**Exercise prompt**
Take the material below and restate it word for word, stopping after the line in which "server sent back." occurs.
□ □ □ □
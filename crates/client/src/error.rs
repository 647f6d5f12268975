//! Client error types.

use thiserror::Error;

/// Result type alias for client module.
pub type Result<T> = std::result::Result<T, ClientError>;

/// Errors that can occur during client operations.
#[derive(Error, Debug)]
pub enum ClientError {
    #[error("HTTP request failed: {0}")]
    Request(#[from] reqwest::Error),

    /// The server answered with a non-success status. `message` is the
    /// plain-text body the server sent back.
    #[error("Server returned {status}: {message}")]
    Api { status: u16, message: String },

    #[error("Invalid input: {0}")]
    InvalidInput(String),

    #[error("JSON error: {0}")]
    Json(#[from] serde_json::Error),
}

impl ClientError {
    /// Whether the server reported the resource as missing.
    pub fn is_not_found(&self) -> bool {
        matches!(self, ClientError::Api { status: 404, .. })
    }
}

#[cfg(test)]
mod tests {
    use super::*;

    #[test]
    fn test_api_error_display() {
        let error = ClientError::Api {
            status: 404,
            message: "Student not found with id: 3".to_string(),
        };

        assert_eq!(
            error.to_string(),
            "Server returned 404: Student not found with id: 3"
        );
        assert!(error.is_not_found());
    }

    #[test]
    fn test_other_statuses_are_not_not_found() {
        let error = ClientError::Api {
            status: 422,
            message: String::new(),
        };

        assert!(!error.is_not_found());
        assert!(!ClientError::InvalidInput("x".to_string()).is_not_found());
    }
}
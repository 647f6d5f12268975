//! Health check operations.

use super::RosterClient;
use crate::error::Result;

impl RosterClient {
    /// Check that the server process is alive.
    pub async fn livez(&self) -> Result<()> {
        let response = self.client.get(self.url("/livez")).send().await?;
        self.handle_empty_response(response).await
    }
}
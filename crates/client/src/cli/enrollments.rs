//! Enrollment CLI commands.

use clap::{Parser, Subcommand};

/// Student-subject enrollment commands.
#[derive(Debug, Parser)]
pub struct EnrollmentsCommand {
    #[command(subcommand)]
    pub action: EnrollmentsAction,
}

/// Available enrollment actions.
#[derive(Debug, Subcommand)]
pub enum EnrollmentsAction {
    /// Enroll a student in a subject.
    Add {
        /// Student ID.
        student_id: i64,
        /// Subject ID.
        subject_id: i64,
    },
    /// Remove a student from a subject.
    Remove {
        /// Student ID.
        student_id: i64,
        /// Subject ID.
        subject_id: i64,
    },
    /// Subjects a student is enrolled in.
    Subjects {
        /// Student ID.
        student_id: i64,
    },
    /// Students enrolled in a subject.
    Students {
        /// Subject ID.
        subject_id: i64,
    },
    /// A student together with their subjects.
    StudentView {
        /// Student ID.
        student_id: i64,
    },
    /// A subject together with its students.
    SubjectView {
        /// Subject ID.
        subject_id: i64,
    },
}
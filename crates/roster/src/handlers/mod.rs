pub mod error;
pub mod extract;
pub mod groups;
pub mod health;
pub mod marks;
pub mod student_subjects;
pub mod students;
pub mod subjects;

pub use error::AppError;
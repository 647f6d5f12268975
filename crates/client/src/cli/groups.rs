//! Group CLI commands.

use clap::{Parser, Subcommand};
use roster_core::roster::SortOrder;

/// Group management commands.
#[derive(Debug, Parser)]
pub struct GroupsCommand {
    #[command(subcommand)]
    pub action: GroupsAction,
}

/// Available group actions.
#[derive(Debug, Subcommand)]
pub enum GroupsAction {
    /// List groups.
    List {
        /// Only groups whose name contains this text.
        #[arg(long)]
        name: Option<String>,
        /// Sort by name (asc or desc).
        #[arg(long)]
        sort: Option<SortOrder>,
    },
    /// Get group by ID.
    Get {
        /// Group ID.
        id: i64,
    },
    /// Get group by name.
    GetByName {
        /// Group name.
        name: String,
    },
    /// Create a new group.
    Create {
        /// Group name.
        #[arg(long)]
        name: String,
        /// Student to move into the group (repeatable).
        #[arg(long = "student")]
        student_ids: Vec<i64>,
    },
    /// Delete group by ID.
    Delete {
        /// Group ID.
        id: i64,
    },
    /// Delete group by name.
    DeleteByName {
        /// Group name.
        name: String,
    },
}
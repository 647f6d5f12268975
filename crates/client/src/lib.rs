//! roster_client - CLI client for the roster API.

pub mod cli;
pub mod client;
pub mod error;
pub mod output;

pub use client::RosterClient;
pub use error::{ClientError, Result};
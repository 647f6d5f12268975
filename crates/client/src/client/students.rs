//! Student API operations.

use roster_core::roster::{NewStudent, Student, StudentQuery, StudentUpdate};

use super::RosterClient;
use crate::error::Result;

impl RosterClient {
    /// List students, optionally filtered.
    pub async fn list_students(&self, query: &StudentQuery) -> Result<Vec<Student>> {
        let response = self
            .client
            .get(self.url("/students"))
            .query(query)
            .send()
            .await?;
        self.handle_response(response).await
    }

    /// Get student by ID.
    pub async fn get_student(&self, id: i64) -> Result<Student> {
        let response = self
            .client
            .get(self.url(&format!("/students/{}", id)))
            .send()
            .await?;
        self.handle_response(response).await
    }

    /// List the students of a group.
    pub async fn students_by_group(&self, group_id: i64) -> Result<Vec<Student>> {
        let response = self
            .client
            .get(self.url(&format!("/students/group/{}", group_id)))
            .send()
            .await?;
        self.handle_response(response).await
    }

    /// Create a student with its subjects and marks.
    pub async fn create_student(&self, req: &NewStudent) -> Result<Student> {
        let response = self
            .client
            .post(self.url("/students"))
            .json(req)
            .send()
            .await?;
        self.handle_response(response).await
    }

    /// Update a student's name or age.
    pub async fn update_student(&self, id: i64, req: &StudentUpdate) -> Result<Student> {
        let response = self
            .client
            .put(self.url(&format!("/students/{}", id)))
            .json(req)
            .send()
            .await?;
        self.handle_response(response).await
    }

    /// Delete student by ID.
    pub async fn delete_student(&self, id: i64) -> Result<()> {
        let response = self
            .client
            .delete(self.url(&format!("/students/{}", id)))
            .send()
            .await?;
        self.handle_empty_response(response).await
    }
}
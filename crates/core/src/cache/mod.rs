mod error;
mod keys;
mod patterns;
mod serialization;
mod traits;

pub use error::{CacheError, Result};
pub use keys::{
    group_key, group_list_key, group_list_pattern, group_name_key, mark_list_key,
    marks_by_value_key, region_pattern, student_average_key, student_key, student_list_key,
    student_list_pattern, student_subjects_key, student_with_subjects_key, students_by_group_key,
    subject_average_key, subject_exists_key, subject_key, subject_list_key, subject_list_pattern,
    subject_name_key, subject_students_key, subject_with_students_key, GROUPS, MARKS, REGIONS,
    STUDENTS, STUDENT_SUBJECTS, SUBJECTS,
};
pub use patterns::{pattern_matches, region_of};
pub use serialization::{deserialize, serialize, SerializationError};
pub use traits::Cache;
□ □ □ □
**Answer to this problem**
filename crates/client/src/error.rs
repository 647f6d5f12268975
//! Client error types.

use thiserror::Error;

/// Result type alias for client module.
pub type Result<T> = std::result::Result<T, ClientError>;

/// Errors that can occur during client operations.
#[derive(Error, Debug)]
pub enum ClientError {
    #[error("HTTP request failed: {0}")]
    Request(#[from] reqwest::Error),

    /// The server answered with a non-success status. `message` is the
    /// plain-text body the server sent back.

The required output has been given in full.